If you are really trying to squeeze all the memory out of a program, GCC has a flag that is even more challenging than -Os, that being -Oz. It is documented as potentially requiring more operations to be computed but a lower binary size.
Though as mentioned here, I suppose that GNAT is just constexpr the constant expressions and adding them to the static part of the program, so they probably will not change. Also, it may be for the best. If you need to build strings at runtime, the compiler may start using more registers and stack, while if they live in the .static part of the program, they will just be a load instruction.
-gnatG seems to show only one instance but running strings on the created binary shows repeated instances of the same re-used constant string. Perhaps there is no clever size optimisation here as perhaps address handling could potentially use more space in some cases but if there is a gnat feature that can help then please let me know.
Edit: posted before I noticed @Irvise response. Unfortunately -Oz doesn’t seem to have any affect as you suspected. I guess there isn’t any kind of .rodata compression possibility though I do wonder about how binary obfuscation tools work but I might just have to revise my strategy.
Ledgard, Nagin, Hueras, 1979. Pascal with Style: Programming Proverbs:
Shortening the code, running the program faster, or using fewer variables are all popular pastimes. Not mentioning … the extra testing time needed to check the new and often subtle boundary conditions, are you sure that fewer machine instructions or faster machine execution is likely?
M. A. Jackson, Rules of Optimization:
Rule 1: Don’t do it.
Rule 2 (for experts only): Don’t do it yet.
W. A. Wulf More computing sins are committed in the name of efficiency (without necessarily achieving it) than for any other single reason - including blind stupidity.
Donald Knuth We should forget about small efficiencies, say about 97% of the time: Premature optimization is the root of all evil.

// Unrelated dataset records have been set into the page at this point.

use metrics_exporter_prometheus::PrometheusBuilder;
use ocr_scan_pipeline::{
    app_state::{AppState, PipelineSettings},
    config::AppConfig,
    db,
    services::{
        classification::ClassificationClient,
        completion::{CompletionOutcome, PipelineError},
        gate::GateOutcome,
        ocr::TextDetectionClient,
        queue::{NotificationQueue, QueueError, QueuedNotification},
        retry::{RetryDecision, RetryPolicy},
        scan::ScanReport,
        storage::S3Storage,
    },
    telemetry,
};
use std::net::SocketAddr;
use std::sync::Arc;
use std::time::{Duration, Instant};
use tokio::time::sleep;
use tracing_subscriber::EnvFilter;

const POLL_INTERVAL_MS: u64 = 1000; // 1 second

#[tokio::main]
async fn main() {
    // Initialize structured logging
    tracing_subscriber::fmt()
        .with_env_filter(
            EnvFilter::try_from_default_env().unwrap_or_else(|_| EnvFilter::new("info")),
        )
        .json()
        .init();

    tracing::info!("Starting completion notification worker");

    let config = AppConfig::from_env().expect("Failed to load configuration");

    let metrics_addr: SocketAddr = config
        .worker_metrics_addr
        .parse()
        .expect("Invalid WORKER_METRICS_ADDR");
    PrometheusBuilder::new()
        .with_http_listener(metrics_addr)
        .install()
        .expect("Failed to install Prometheus metrics exporter");
    telemetry::describe_metrics();
    tracing::info!(%metrics_addr, "Prometheus metrics listener started");

    tracing::info!("Connecting to PostgreSQL");
    let db_pool = db::init_pool(&config.database_url)
        .await
        .expect("Failed to connect to database");

    tracing::info!("Initializing services");
    let storage = S3Storage::new(
        &config.s3_region,
        &config.s3_endpoint,
        &config.s3_access_key,
        &config.s3_secret_key,
    )
    .expect("Failed to initialize S3 client");

    let queue = NotificationQueue::new(&config.redis_url).expect("Failed to initialize queue");

    let ocr = TextDetectionClient::new(
        &config.ocr_endpoint,
        &config.ocr_api_token,
        &config.ocr_notification_topic,
        &config.ocr_notification_role,
    )
    .expect("Failed to initialize OCR client");

    let classifier = ClassificationClient::new(
        &config.classification_endpoint,
        &config.classification_api_token,
        config.custom_data_identifiers(),
    )
    .expect("Failed to initialize classification client");

    let state = AppState::new(
        db_pool,
        Arc::new(storage),
        queue,
        Arc::new(ocr),
        Arc::new(classifier),
        PipelineSettings {
            bucket: config.s3_bucket.clone(),
            output_prefix: config.output_prefix.clone(),
            account_id: config.account_id.clone(),
        },
    );

    // Deliveries a previous run dequeued but never acknowledged.
    match state.queue.recover_processing().await {
        Ok(0) => {}
        Ok(recovered) => {
            tracing::warn!(recovered, "Returned unacknowledged deliveries to the queue")
        }
        Err(e) => tracing::error!(error = %e, "Failed to recover unacknowledged deliveries"),
    }

    let policy = RetryPolicy::new(
        config.max_notification_attempts,
        Duration::from_secs(config.retry_base_delay_secs),
        Duration::from_secs(config.retry_max_delay_secs),
    );
    let sweep_interval = Duration::from_secs(config.scan_sweep_interval_secs);
    let mut last_sweep = Instant::now();

    tracing::info!(
        sweep_interval_secs = config.scan_sweep_interval_secs,
        max_attempts = policy.max_attempts,
        "Worker ready, starting notification loop"
    );

    loop {
        match state.queue.promote_due_retries().await {
            Ok(0) => {}
            Ok(promoted) => tracing::debug!(promoted, "Due retries moved back to the queue"),
            Err(e) => tracing::error!(error = %e, "Failed to promote due retries"),
        }

        match process_next_notification(&state, &policy).await {
            Ok(true) => {
                tracing::debug!("Notification processed, checking for next one");
            }
            Ok(false) => {
                if last_sweep.elapsed() >= sweep_interval {
                    sweep(&state).await;
                    last_sweep = Instant::now();
                }
                tracing::trace!("No notifications available, sleeping");
                sleep(Duration::from_millis(POLL_INTERVAL_MS)).await;
            }
            Err(e) => {
                tracing::error!(error = %e, "Queue error, will retry");
                sleep(Duration::from_millis(POLL_INTERVAL_MS)).await;
            }
        }
    }
}

/// Process the next queued notification.
/// Returns Ok(true) if one was processed, Ok(false) if the queue was empty.
async fn process_next_notification(
    state: &AppState,
    policy: &RetryPolicy,
) -> Result<bool, QueueError> {
    let item = match state.queue.dequeue().await? {
        Some(item) => item,
        None => return Ok(false),
    };
    let notification = &item.notification;

    tracing::info!(
        job_id = %notification.job_id,
        status = %notification.status,
        attempt = item.attempt,
        "Processing completion notification"
    );

    match state.completion.handle(notification).await {
        Ok(outcome) => {
            log_batch(&outcome);
            state.queue.complete(&item).await?;
        }
        Err(e) => match policy.decide(&e, item.attempt) {
            RetryDecision::Retry { delay } => {
                state.queue.schedule_retry(&item.next_attempt(), delay).await?;
                state.queue.complete(&item).await?;
                metrics::counter!("notification_retries_total").increment(1);
                tracing::info!(
                    job_id = %notification.job_id,
                    attempt = item.attempt,
                    kind = e.kind(),
                    delay_secs = delay.as_secs(),
                    "Notification scheduled for retry"
                );
            }
            RetryDecision::Abandon => abandon(state, &item, &e).await?,
            RetryDecision::Drop => {
                state.queue.complete(&item).await?;
                tracing::warn!(
                    job_id = %notification.job_id,
                    attempt = item.attempt,
                    kind = e.kind(),
                    "Notification dropped"
                );
            }
        },
    }

    Ok(true)
}

/// Record the job as FAILED once its retries are spent, so the batch can close.
/// If even that cannot be written the delivery is dead-lettered for the sweep.
async fn abandon(
    state: &AppState,
    item: &QueuedNotification,
    reason: &PipelineError,
) -> Result<(), QueueError> {
    let job_id = &item.notification.job_id;
    match state.completion.abandon(&item.notification, reason).await {
        Ok(outcome) => {
            log_batch(&outcome);
            state.queue.complete(item).await
        }
        Err(e) if e.is_transient() => {
            state.queue.dead_letter(item).await?;
            metrics::counter!("notification_dead_letters_total").increment(1);
            tracing::error!(
                job_id = %job_id,
                kind = e.kind(),
                error = %e,
                "Could not record job as FAILED, notification dead-lettered"
            );
            Ok(())
        }
        Err(e) => {
            state.queue.complete(item).await?;
            tracing::warn!(
                job_id = %job_id,
                kind = e.kind(),
                "Notification dropped after exhausting retries"
            );
            Ok(())
        }
    }
}

/// Idle-time recovery: redrive dead letters, then evaluate the batch gate to
/// pick up scans a failed submission left behind.
async fn sweep(state: &AppState) {
    match state.queue.redrive_dead_letters().await {
        Ok(0) => {}
        Ok(redriven) => tracing::info!(redriven, "Sweep: dead-lettered notifications requeued"),
        Err(e) => tracing::warn!(error = %e, "Sweep: failed to redrive dead letters"),
    }

    match state.completion.gate().evaluate().await {
        Ok(GateOutcome::Outstanding) => {
            tracing::debug!("Sweep: batch still has jobs in progress");
        }
        Ok(GateOutcome::Dispatched(report)) => log_scan_report(&report),
        Err(e) => tracing::warn!(error = %e, "Sweep: batch gate evaluation failed"),
    }
}

fn log_batch(outcome: &CompletionOutcome) {
    match &outcome.batch {
        Ok(GateOutcome::Outstanding) => {
            tracing::info!(job_id = %outcome.record.job_id, "Batch still has jobs in progress");
        }
        Ok(GateOutcome::Dispatched(report)) => log_scan_report(report),
        // Already logged by the handler; the sweep retries it.
        Err(_) => {}
    }
}

fn log_scan_report(report: &ScanReport) {
    if report.submissions.is_empty() && report.failures.is_empty() {
        return;
    }
    tracing::info!(
        submissions = report.submissions.len(),
        scanned_jobs = report.scanned_jobs(),
        failed_buckets = report.failures.len(),
        unscannable = report.unscannable.len(),
        "Classification scan dispatched"
    );
}
use async_trait::async_trait;
use chrono::{DateTime, Utc};
use sqlx::{postgres::PgRow, PgPool, Row};
use std::str::FromStr;

use super::{JobRecordStore, StoreError};
use crate::models::job::{JobRecord, JobStatus};

const RECORD_COLUMNS: &str =
    "status, job_id, bucket, object_key, start_timestamp, complete_timestamp, scanned";

/// PostgreSQL-backed job status table.
#[derive(Clone)]
pub struct PgJobStore {
    pool: PgPool,
}

impl PgJobStore {
    pub fn new(pool: PgPool) -> Self {
        Self { pool }
    }
}

/// A row that cannot be read back is corrupt, never a transient outage.
fn decode(error: sqlx::Error) -> StoreError {
    StoreError::Corrupt(error.to_string())
}

fn record_from_row(row: &PgRow) -> Result<JobRecord, StoreError> {
    let status_str: String = row.try_get("status").map_err(decode)?;
    let status = JobStatus::from_str(&status_str)
        .map_err(|_| StoreError::Corrupt(format!("unknown status '{}'", status_str)))?;

    Ok(JobRecord {
        job_id: row.try_get("job_id").map_err(decode)?,
        status,
        bucket: row.try_get("bucket").map_err(decode)?,
        object_key: row.try_get("object_key").map_err(decode)?,
        start_timestamp: row.try_get("start_timestamp").map_err(decode)?,
        complete_timestamp: row.try_get("complete_timestamp").map_err(decode)?,
        scanned: row.try_get("scanned").map_err(decode)?,
    })
}

fn store_error(job_id: &str, error: sqlx::Error) -> StoreError {
    if let sqlx::Error::Database(db) = &error {
        if db.is_unique_violation() {
            return StoreError::DuplicateKey(job_id.to_string());
        }
    }
    if matches!(error, sqlx::Error::ColumnDecode { .. } | sqlx::Error::Decode(_)) {
        return StoreError::Corrupt(error.to_string());
    }
    StoreError::Unavailable(error)
}

#[async_trait]
impl JobRecordStore for PgJobStore {
    async fn create(
        &self,
        job_id: &str,
        bucket: &str,
        object_key: &str,
        start_timestamp: DateTime<Utc>,
    ) -> Result<JobRecord, StoreError> {
        let row = sqlx::query(&format!(
            r#"
            INSERT INTO ocr_jobs (status, job_id, bucket, object_key, start_timestamp, scanned)
            VALUES ('IN_PROGRESS', $1, $2, $3, $4, FALSE)
            RETURNING {RECORD_COLUMNS}
            "#
        ))
        .bind(job_id)
        .bind(bucket)
        .bind(object_key)
        .bind(start_timestamp)
        .fetch_one(&self.pool)
        .await
        .map_err(|e| store_error(job_id, e))?;

        record_from_row(&row)
    }

    async fn find_in_progress(&self, job_id: &str) -> Result<Option<JobRecord>, StoreError> {
        let row = sqlx::query(&format!(
            r#"
            SELECT {RECORD_COLUMNS}
            FROM ocr_jobs
            WHERE status = 'IN_PROGRESS' AND job_id = $1
            "#
        ))
        .bind(job_id)
        .fetch_optional(&self.pool)
        .await
        .map_err(|e| store_error(job_id, e))?;

        row.as_ref().map(record_from_row).transpose()
    }

    async fn find(&self, job_id: &str) -> Result<Option<JobRecord>, StoreError> {
        let row = sqlx::query(&format!(
            r#"
            SELECT {RECORD_COLUMNS}
            FROM ocr_jobs
            WHERE job_id = $1
            "#
        ))
        .bind(job_id)
        .fetch_optional(&self.pool)
        .await
        .map_err(|e| store_error(job_id, e))?;

        row.as_ref().map(record_from_row).transpose()
    }

    async fn transition_to_terminal(
        &self,
        job_id: &str,
        status: JobStatus,
        bucket: &str,
        object_key: &str,
        complete_timestamp: DateTime<Utc>,
    ) -> Result<JobRecord, StoreError> {
        if !status.is_terminal() {
            return Err(StoreError::NotTerminal(status));
        }

        let mut tx = self
            .pool
            .begin()
            .await
            .map_err(StoreError::Unavailable)?;

        // Status is part of the key: delete the IN_PROGRESS row and insert the
        // terminal one inside the same transaction.
        let deleted = sqlx::query(
            r#"
            DELETE FROM ocr_jobs
            WHERE status = 'IN_PROGRESS' AND job_id = $1
            RETURNING start_timestamp
            "#,
        )
        .bind(job_id)
        .fetch_optional(&mut *tx)
        .await
        .map_err(|e| store_error(job_id, e))?;

        let Some(deleted) = deleted else {
            tx.rollback().await.map_err(StoreError::Unavailable)?;
            return Err(StoreError::NotFound(job_id.to_string()));
        };
        let start_timestamp: DateTime<Utc> = deleted
            .try_get("start_timestamp")
            .map_err(decode)?;

        let row = sqlx::query(&format!(
            r#"
            INSERT INTO ocr_jobs
                (status, job_id, bucket, object_key, start_timestamp, complete_timestamp, scanned)
            VALUES ($1, $2, $3, $4, $5, $6, FALSE)
            RETURNING {RECORD_COLUMNS}
            "#
        ))
        .bind(status.to_string())
        .bind(job_id)
        .bind(bucket)
        .bind(object_key)
        .bind(start_timestamp)
        .bind(complete_timestamp)
        .fetch_one(&mut *tx)
        .await
        .map_err(|e| store_error(job_id, e))?;

        let record = record_from_row(&row)?;
        tx.commit().await.map_err(StoreError::Unavailable)?;

        Ok(record)
    }

    async fn has_outstanding(&self) -> Result<bool, StoreError> {
        let row = sqlx::query(
            r#"
            SELECT EXISTS (SELECT 1 FROM ocr_jobs WHERE status = 'IN_PROGRESS') AS outstanding
            "#,
        )
        .fetch_one(&self.pool)
        .await
        .map_err(StoreError::Unavailable)?;

        row.try_get("outstanding").map_err(decode)
    }

    async fn list_unscanned_succeeded(&self) -> Result<Vec<JobRecord>, StoreError> {
        let rows = sqlx::query(&format!(
            r#"
            SELECT {RECORD_COLUMNS}
            FROM ocr_jobs
            WHERE status = 'SUCCEEDED' AND scanned = FALSE
            ORDER BY complete_timestamp ASC, job_id ASC
            "#
        ))
        .fetch_all(&self.pool)
        .await
        .map_err(StoreError::Unavailable)?;

        rows.iter().map(record_from_row).collect()
    }

    async fn mark_scanned(&self, job_id: &str) -> Result<(), StoreError> {
        let result = sqlx::query(
            r#"
            UPDATE ocr_jobs
            SET scanned = TRUE
            WHERE status = 'SUCCEEDED' AND job_id = $1
            "#,
        )
        .bind(job_id)
        .execute(&self.pool)
        .await
        .map_err(|e| store_error(job_id, e))?;

        if result.rows_affected() == 0 {
            return Err(StoreError::NotFound(job_id.to_string()));
        }
        Ok(())
    }
}

#[cfg(test)]
mod tests {
    use super::*;

    #[test]
    fn test_unreadable_column_is_corrupt_not_transient() {
        let error = decode(sqlx::Error::ColumnNotFound("status".to_string()));
        assert!(matches!(error, StoreError::Corrupt(_)));
        assert!(!error.is_transient());
    }

    #[test]
    fn test_connection_failure_is_transient() {
        let error = store_error("job-1", sqlx::Error::PoolTimedOut);
        assert!(matches!(error, StoreError::Unavailable(_)));
        assert!(error.is_transient());
    }
}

Kernighan & Plauger, 1974. Elements of Programming Style:
Make it right before you make it faster.
Keep it right when you make it faster.
Make it clear before you make it faster.
Don’t sacrifice clarity for small gains in “efficiency.”
Let your compiler do the simple optimizations.

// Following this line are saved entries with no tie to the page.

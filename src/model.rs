use std::collections::{BTreeMap, HashMap, hash_map::Entry};

use crate::record::Record;

/// All packages from one ingestion run plus their section and tag counts.
///
/// Also used as the partial result of parsing a single Packages file.
#[derive(Debug, Clone, Default)]
pub struct Model {
    pub records: HashMap<String, Record>,
    pub sections_and_counts: BTreeMap<String, usize>,
    pub tags_and_counts: BTreeMap<String, usize>,
}

impl Model {
    pub fn new() -> Self {
        Self::default()
    }

    pub fn len(&self) -> usize {
        self.records.len()
    }

    pub fn is_empty(&self) -> bool {
        self.records.is_empty()
    }

    pub fn get(&self, name: &str) -> Option<&Record> {
        self.records.get(name)
    }

    /// Section names in ascending order.
    pub fn sections(&self) -> impl Iterator<Item = &str> {
        self.sections_and_counts.keys().map(String::as_str)
    }

    /// Tag names in ascending order.
    pub fn tags(&self) -> impl Iterator<Item = &str> {
        self.tags_and_counts.keys().map(String::as_str)
    }

    /// Fold a partial model into this one.
    ///
    /// Records already present win over incoming ones with the same name;
    /// section and tag counts are summed. Returns the names of incoming
    /// records that were dropped as duplicates.
    pub fn merge(&mut self, other: Model) -> Vec<String> {
        let mut duplicates = Vec::new();
        for (name, record) in other.records {
            match self.records.entry(name) {
                Entry::Occupied(entry) => duplicates.push(entry.key().clone()),
                Entry::Vacant(entry) => {
                    entry.insert(record);
                }
            }
        }
        add_counts(&mut self.sections_and_counts, other.sections_and_counts);
        add_counts(&mut self.tags_and_counts, other.tags_and_counts);
        duplicates
    }

    /// Set long descriptions from a name → text map.
    ///
    /// Names with no matching record are ignored. Returns how many records
    /// were updated.
    pub fn apply_descriptions(
        &mut self,
        descriptions: HashMap<String, String>,
    ) -> usize {
        let mut applied = 0;
        for (name, long_desc) in descriptions {
            if let Some(record) = self.records.get_mut(&name) {
                record.long_desc = long_desc;
                applied += 1;
            }
        }
        applied
    }

    /// Count a section occurrence.
    pub(crate) fn count_section(&mut self, section: &str) {
        *self
            .sections_and_counts
            .entry(section.to_string())
            .or_default() += 1;
    }

    /// Count a tag occurrence.
    pub(crate) fn count_tag(&mut self, tag: &str) {
        *self.tags_and_counts.entry(tag.to_string()).or_default() += 1;
    }
}

fn add_counts(
    into: &mut BTreeMap<String, usize>,
    from: BTreeMap<String, usize>,
) {
    for (key, count) in from {
        *into.entry(key).or_default() += count;
    }
}
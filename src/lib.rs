//! debsearch - search the Debian package lists APT keeps on local disk.
//!
//! Package metadata is read from `Packages` files and their
//! `Translation-en` companions into an in-memory [`Model`], which a
//! [`Query`] filters by section, debtags tag and description word.
//!
//! # Quick start
//!
//! ```no_run
//! use debsearch::{Query, Sources, discover_file_pairs, ingest};
//!
//! let sources = Sources::resolve(None, None).unwrap();
//! let pairs = discover_file_pairs(&sources).unwrap();
//! let (model, error) = ingest(&pairs).unwrap().into_parts();
//! if let Some(error) = error {
//!     eprintln!("some package lists could not be read:\n{error}");
//! }
//!
//! let mut query = Query::new();
//! query.sections.insert("editors".to_string());
//! query.tags.insert("role/program".to_string());
//! query.add_words(["small"]);
//!
//! for record in query.select_from(&model) {
//!     println!("{record}");
//! }
//! ```

pub mod discovery;
pub mod error;
pub mod ingest;
pub mod model;
pub mod parser;
pub mod query;
pub mod record;

pub use discovery::{Sources, discover_file_pairs};
pub use error::{Error, Result};
pub use ingest::{FilePair, Ingested, ingest};
pub use model::Model;
pub use parser::{parse_description_file, parse_package_file};
pub use query::Query;
pub use record::Record;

Keep it simple to make it faster.
Don’t diddle code to make it faster - find a better algorithm.
Instrument your programs. Measure before making “efficiency” changes.

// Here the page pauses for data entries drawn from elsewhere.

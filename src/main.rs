use std::{path::Path, process::ExitCode};

use clap::Parser;
use debsearch::{Error, Model, Result, Sources, discover_file_pairs, ingest};
use tracing_subscriber::EnvFilter;

mod cli;
mod output;

use cli::{Cli, Command, SearchArgs};

fn init_tracing(verbose: u8, quiet: bool) {
    let filter = if let Ok(env) = std::env::var("DEBSEARCH_LOG") {
        EnvFilter::new(env)
    } else if quiet {
        EnvFilter::new("warn")
    } else {
        match verbose {
            0 => EnvFilter::new("info"),
            1 => EnvFilter::new("debug"),
            _ => EnvFilter::new("trace"),
        }
    };

    tracing_subscriber::fmt()
        .with_env_filter(filter)
        .with_writer(std::io::stderr)
        .without_time()
        .init();
}

fn main() -> ExitCode {
    let cli = Cli::parse();
    init_tracing(cli.verbose, cli.quiet);

    match run(cli) {
        Ok(()) => ExitCode::SUCCESS,
        Err(e) => {
            eprintln!("error: {e}");
            ExitCode::FAILURE
        }
    }
}

fn run(cli: Cli) -> Result<()> {
    let Cli {
        lists_dir,
        arch,
        command,
        ..
    } = cli;

    let lists_dir = lists_dir.as_deref();
    let arch = arch.as_deref();
    let mut out = std::io::stdout().lock();

    match command {
        Command::Search(args) => {
            let model = load_model(lists_dir, arch, !args.no_descriptions)?;
            cmd_search(&mut out, &model, &args)?;
        }
        Command::Sections(args) => {
            let model = load_model(lists_dir, arch, false)?;
            let counts = &model.sections_and_counts;
            output::write_counts(&mut out, counts, args.json)?;
        }
        Command::Tags(args) => {
            let model = load_model(lists_dir, arch, false)?;
            output::write_counts(&mut out, &model.tags_and_counts, args.json)?;
        }
        Command::Show(args) => {
            let model = load_model(lists_dir, arch, true)?;
            let record =
                model.get(&args.name).ok_or_else(|| Error::NotFound {
                    kind: "package",
                    name: args.name.clone(),
                })?;
            output::write_record(&mut out, record, args.json)?;
        }
        Command::Completions(args) => args.generate(),
    }

    Ok(())
}

/// Discover and ingest the package lists, reporting unreadable files
/// without giving up on the rest.
fn load_model(
    lists_dir: Option<&Path>,
    arch: Option<&str>,
    with_descriptions: bool,
) -> Result<Model> {
    let sources =
        Sources::resolve(lists_dir, arch)?.with_descriptions(with_descriptions);
    let pairs = discover_file_pairs(&sources)?;

    let ingested = match ingest(&pairs) {
        Err(Error::NoInputFiles) => {
            return Err(Error::Config(format!(
                "no package lists found for architecture {} in {}",
                sources.architecture(),
                sources.lists_dir().display()
            )));
        }
        result => result?,
    };

    let (model, error) = ingested.into_parts();
    if let Some(error) = error {
        tracing::warn!("Some package lists could not be read:\n{error}");
    }
    Ok(model)
}

fn cmd_search(
    out: &mut impl std::io::Write,
    model: &Model,
    args: &SearchArgs,
) -> Result<()> {
    let query = args.query();
    tracing::debug!(%query, "Selecting packages");

    let mut results = query.select_from(model);
    if let Some(count) = args.count {
        results.truncate(count);
    }

    if args.json {
        output::write_json(out, &query, &results)
    } else {
        output::write_human(out, &results)
    }
}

It’s important to remember that in 1992, it was reported that an Ada (83) compiler, given unoptimized, straightforward Ada, produced smaller and faster machine code than assembly code hand-optimized by a team of experts (Ada Outperforms Assembly). I hope that optimizers have not become worse in the past 35 years. Clearly there is no point in even thinking about these things in 99.9% of cases, because the compiler will do it for you.
I guessgnat is always? optimising for speed in this case. My mistake was assuming an optimisation without testing (I thought about it a number of times). I am only at 70% but it is more of a concern now.
I guess I shall just make the log messages as short as possible now but still be a direct aid to immediate troubleshooting and keep a database of error codes to fuller information as necessary.